==== Input data ====

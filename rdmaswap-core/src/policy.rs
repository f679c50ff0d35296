use std::sync::atomic::{AtomicBool, AtomicU8, Ordering};

/// Remote-tier share of swap traffic plus the on/off switch driven by the
/// swap lifecycle. Advisory: nothing here routes pages by itself.
#[derive(Debug)]
pub struct SwapPolicy {
    ratio: AtomicU8,
    enabled: AtomicBool,
}

impl SwapPolicy {
    pub fn new(initial_ratio: u8) -> Self {
        Self {
            ratio: AtomicU8::new(initial_ratio.min(100)),
            enabled: AtomicBool::new(false),
        }
    }

    /// Stores `percent` clamped to 0..=100 and returns the stored value.
    pub fn set_ratio(&self, percent: i32) -> u8 {
        let clamped = percent.clamp(0, 100) as u8;
        self.ratio.store(clamped, Ordering::Relaxed);
        clamped
    }

    pub fn get_ratio(&self) -> u8 {
        self.ratio.load(Ordering::Relaxed)
    }

    pub fn use_remote_swap(&self) -> bool {
        self.enabled.load(Ordering::Relaxed)
    }

    pub(crate) fn set_enabled(&self, enabled: bool) {
        self.enabled.store(enabled, Ordering::Relaxed);
    }
}

impl Default for SwapPolicy {
    fn default() -> Self {
        Self::new(crate::config::DEFAULT_RATIO)
    }
}
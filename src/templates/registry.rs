//! Versioned template registry
//!
//! An explicit value keyed by qualified id. Callers build one and pass it by
//! reference; there is no process-wide instance.

use super::hashing::{compute_code_hash_strict, TemplateDefinition};
use super::manifest::{Manifest, ManifestEntry};
use super::metadata::{TemplateMetadata, TemplateSpec, TemplateStatus};
use crate::error::{not_found_error, GovResult, GovernanceError};
use chrono::Utc;
use std::collections::BTreeMap;
use tracing::{debug, warn};

/// One registered template version
#[derive(Debug, Clone)]
pub struct RegisteredTemplate {
    pub definition: TemplateDefinition,
    pub spec: TemplateSpec,
    pub metadata: TemplateMetadata,
}

#[derive(Debug, Clone, Default)]
pub struct TemplateRegistry {
    entries: BTreeMap<String, RegisteredTemplate>,
}

impl TemplateRegistry {
    pub fn new() -> Self {
        Self::default()
    }

    /// Register a template version and return its qualified id.
    ///
    /// Hashes are computed strictly. Supplied metadata must agree with them.
    pub fn register(
        &mut self,
        definition: TemplateDefinition,
        spec: TemplateSpec,
        metadata: Option<TemplateMetadata>,
    ) -> GovResult<String> {
        let qid = spec.qualified_id();
        if self.entries.contains_key(&qid) {
            return Err(GovernanceError::DuplicateTemplate(qid));
        }

        let spec_hash = spec.spec_hash()?;
        let code_hash = compute_code_hash_strict(&definition)?;

        let metadata = match metadata {
            None => TemplateMetadata::new(&spec, spec_hash, code_hash),
            Some(provided) => {
                if provided.spec_hash != spec_hash {
                    return Err(GovernanceError::Validation(format!(
                        "Metadata sanity check failed for {}: spec_hash mismatch (provided={}, computed={})",
                        qid, provided.spec_hash, spec_hash
                    )));
                }
                if provided.code_hash != code_hash {
                    return Err(GovernanceError::Validation(format!(
                        "Metadata sanity check failed for {}: code_hash mismatch (provided={}, computed={})",
                        qid, provided.code_hash, code_hash
                    )));
                }
                provided
            }
        };

        debug!("Registered template {}", qid);
        self.entries.insert(
            qid.clone(),
            RegisteredTemplate {
                definition,
                spec,
                metadata,
            },
        );
        Ok(qid)
    }

    pub fn get(&self, qid: &str) -> Option<&RegisteredTemplate> {
        self.entries.get(qid)
    }

    pub fn spec(&self, qid: &str) -> Option<&TemplateSpec> {
        self.entries.get(qid).map(|t| &t.spec)
    }

    pub fn metadata(&self, qid: &str) -> Option<&TemplateMetadata> {
        self.entries.get(qid).map(|t| &t.metadata)
    }

    /// Highest ACTIVE version of `template_id`
    pub fn latest(&self, template_id: &str) -> Option<&RegisteredTemplate> {
        self.entries
            .values()
            .filter(|t| t.spec.template_id == template_id)
            .filter(|t| t.metadata.status == TemplateStatus::Active)
            .max_by_key(|t| t.spec.version)
    }

    /// Sorted qualified ids
    pub fn list_all(&self) -> Vec<String> {
        self.entries.keys().cloned().collect()
    }

    pub fn list_by_status(&self, status: TemplateStatus) -> Vec<String> {
        self.entries
            .iter()
            .filter(|(_, t)| t.metadata.status == status)
            .map(|(qid, _)| qid.clone())
            .collect()
    }

    pub fn len(&self) -> usize {
        self.entries.len()
    }

    pub fn is_empty(&self) -> bool {
        self.entries.is_empty()
    }

    fn entry_mut(&mut self, qid: &str) -> GovResult<&mut RegisteredTemplate> {
        self.entries
            .get_mut(qid)
            .ok_or_else(|| not_found_error(format!("Template not found: {}", qid)))
    }

    /// Freeze on first evidence. Freezing again keeps the original provenance.
    pub fn freeze(
        &mut self,
        qid: &str,
        evidence_id: &str,
        claim_id: Option<String>,
        scope_lock_id: Option<String>,
    ) -> GovResult<TemplateMetadata> {
        let entry = self.entry_mut(qid)?;
        let metadata = &mut entry.metadata;

        if metadata.frozen {
            if let Some(first) = &metadata.first_evidence_id {
                if !evidence_id.is_empty() && first != evidence_id {
                    warn!(
                        qualified_id = qid,
                        frozen_first = %first,
                        new = evidence_id,
                        "Freeze called for already-frozen template with different evidence_id; keeping original"
                    );
                }
            }
            return Ok(metadata.clone());
        }

        metadata.frozen = true;
        metadata.frozen_at = Some(Utc::now());
        metadata.first_evidence_id = Some(evidence_id.to_string());
        metadata.freeze_claim_id = claim_id;
        metadata.freeze_scope_lock_id = scope_lock_id;
        Ok(metadata.clone())
    }

    pub fn taint(
        &mut self,
        qid: &str,
        reason: &str,
        superseded_by: Option<String>,
    ) -> GovResult<TemplateMetadata> {
        let metadata = &mut self.entry_mut(qid)?.metadata;
        metadata.tainted = true;
        metadata.tainted_at = Some(Utc::now());
        metadata.tainted_reason = Some(reason.to_string());
        metadata.superseded_by = superseded_by;
        Ok(metadata.clone())
    }

    pub fn deprecate(&mut self, qid: &str) -> GovResult<TemplateMetadata> {
        let metadata = &mut self.entry_mut(qid)?.metadata;
        metadata.status = TemplateStatus::Deprecated;
        Ok(metadata.clone())
    }

    /// Whether the template's hashes, recomputed now, equal a recorded pair
    pub fn verify_hashes(&self, qid: &str, spec_hash: &str, code_hash: &str) -> GovResult<bool> {
        let Some(entry) = self.entries.get(qid) else {
            return Ok(false);
        };
        Ok(entry.spec.spec_hash()? == spec_hash
            && compute_code_hash_strict(&entry.definition)? == code_hash)
    }

    /// Export the manifest (without `_meta`)
    pub fn to_manifest(&self) -> Manifest {
        let entries = self
            .entries
            .iter()
            .map(|(qid, t)| {
                let mut depends_on = t.spec.depends_on.clone();
                depends_on.sort();
                let entry = ManifestEntry {
                    template_id: t.metadata.template_id.clone(),
                    version: t.metadata.version.to_string(),
                    spec_hash: t.metadata.spec_hash.clone(),
                    code_hash: t.metadata.code_hash.clone(),
                    deps_hash: t.metadata.deps_hash.clone(),
                    depends_on,
                    capabilities: t
                        .spec
                        .capabilities
                        .iter()
                        .map(|c| c.as_str().to_string())
                        .collect(),
                    frozen: t.metadata.frozen,
                    status: t.metadata.status,
                };
                (qid.clone(), entry)
            })
            .collect();
        Manifest {
            entries,
            meta: None,
        }
    }
}

#[cfg(test)]
mod tests {
    use super::*;
    use crate::templates::metadata::TemplateVersion;
    use pretty_assertions::assert_eq;

    fn spec(id: &str, version: &str) -> TemplateSpec {
        let mut spec = TemplateSpec::new(id, version.parse().unwrap());
        spec.required_tests = vec!["contract_basic".into()];
        spec
    }

    fn inline(code: &str) -> TemplateDefinition {
        TemplateDefinition::Inline(code.to_string())
    }

    #[test]
    fn test_register_rejects_duplicates() {
        let mut registry = TemplateRegistry::new();
        let qid = registry
            .register(inline("def run(): pass"), spec("boot", "1.0.0"), None)
            .unwrap();
        assert_eq!(qid, "boot@1.0.0");

        let err = registry
            .register(inline("def run(): pass"), spec("boot", "1.0.0"), None)
            .unwrap_err();
        assert_eq!(err.code(), "DUPLICATE_TEMPLATE");
    }

    #[test]
    fn test_register_validates_supplied_metadata() {
        let mut registry = TemplateRegistry::new();
        let s = spec("boot", "1.0.0");
        let mut meta = TemplateMetadata::new(&s, s.spec_hash().unwrap(), "0".repeat(64));
        meta.frozen = true;
        let err = registry
            .register(inline("def run(): pass"), s, Some(meta))
            .unwrap_err();
        assert!(err.to_string().contains("code_hash mismatch"));
    }

    #[test]
    fn test_latest_skips_inactive_versions() {
        let mut registry = TemplateRegistry::new();
        for v in ["1.0.0", "1.1.0", "2.0.0"] {
            registry
                .register(inline("def run(): pass"), spec("boot", v), None)
                .unwrap();
        }
        registry.deprecate("boot@2.0.0").unwrap();

        let latest = registry.latest("boot").unwrap();
        assert_eq!(latest.spec.version, TemplateVersion::new(1, 1, 0));
        assert_eq!(registry.list_by_status(TemplateStatus::Deprecated), vec!["boot@2.0.0"]);
        assert!(registry.latest("missing").is_none());
    }

    #[test]
    fn test_freeze_is_idempotent() {
        let mut registry = TemplateRegistry::new();
        registry
            .register(inline("def run(): pass"), spec("boot", "1.0.0"), None)
            .unwrap();

        let first = registry.freeze("boot@1.0.0", "ev-1", None, None).unwrap();
        assert!(first.frozen);
        let again = registry.freeze("boot@1.0.0", "ev-2", None, None).unwrap();
        assert_eq!(again.first_evidence_id.as_deref(), Some("ev-1"));
        assert_eq!(again.frozen_at, first.frozen_at);

        assert_eq!(
            registry.freeze("nope@1.0.0", "ev", None, None).unwrap_err().code(),
            "NOT_FOUND"
        );
    }

    #[test]
    fn test_taint_and_verify_hashes() {
        let mut registry = TemplateRegistry::new();
        registry
            .register(inline("def run(): pass"), spec("boot", "1.0.0"), None)
            .unwrap();
        let meta = registry
            .taint("boot@1.0.0", "biased resampling", Some("boot@1.0.1".into()))
            .unwrap();
        assert!(meta.tainted);
        assert_eq!(meta.superseded_by.as_deref(), Some("boot@1.0.1"));

        assert!(registry
            .verify_hashes("boot@1.0.0", &meta.spec_hash, &meta.code_hash)
            .unwrap());
        assert!(!registry
            .verify_hashes("boot@1.0.0", &meta.spec_hash, "0000")
            .unwrap());
        assert!(!registry
            .verify_hashes("other@1.0.0", &meta.spec_hash, &meta.code_hash)
            .unwrap());
    }

    #[test]
    fn test_to_manifest_sorts_dependencies() {
        let mut registry = TemplateRegistry::new();
        let mut s = spec("boot", "1.0.0");
        s.depends_on = vec!["z@1.0.0".into(), "a@1.0.0".into()];
        registry.register(inline("def run(): pass"), s, None).unwrap();

        let manifest = registry.to_manifest();
        let entry = manifest.entries.get("boot@1.0.0").unwrap();
        assert_eq!(entry.depends_on, vec!["a@1.0.0", "z@1.0.0"]);
        assert_eq!(entry.status, TemplateStatus::Active);
    }
}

====

What you have to do
The string to find is "Some"; copy every line of the listing that has it.

Solution for this problem
            Some(provided) => {
            if let Some(first) = &metadata.first_evidence_id {
        metadata.frozen_at = Some(Utc::now());
        metadata.first_evidence_id = Some(evidence_id.to_string());
        metadata.tainted_at = Some(Utc::now());
        metadata.tainted_reason = Some(reason.to_string());
        let Some(entry) = self.entries.get(qid) else {
            .register(inline("def run(): pass"), s, Some(meta))
        assert_eq!(again.first_evidence_id.as_deref(), Some("ev-1"));
            .taint("boot@1.0.0", "biased resampling", Some("boot@1.0.1".into()))
        assert_eq!(meta.superseded_by.as_deref(), Some("boot@1.0.1"));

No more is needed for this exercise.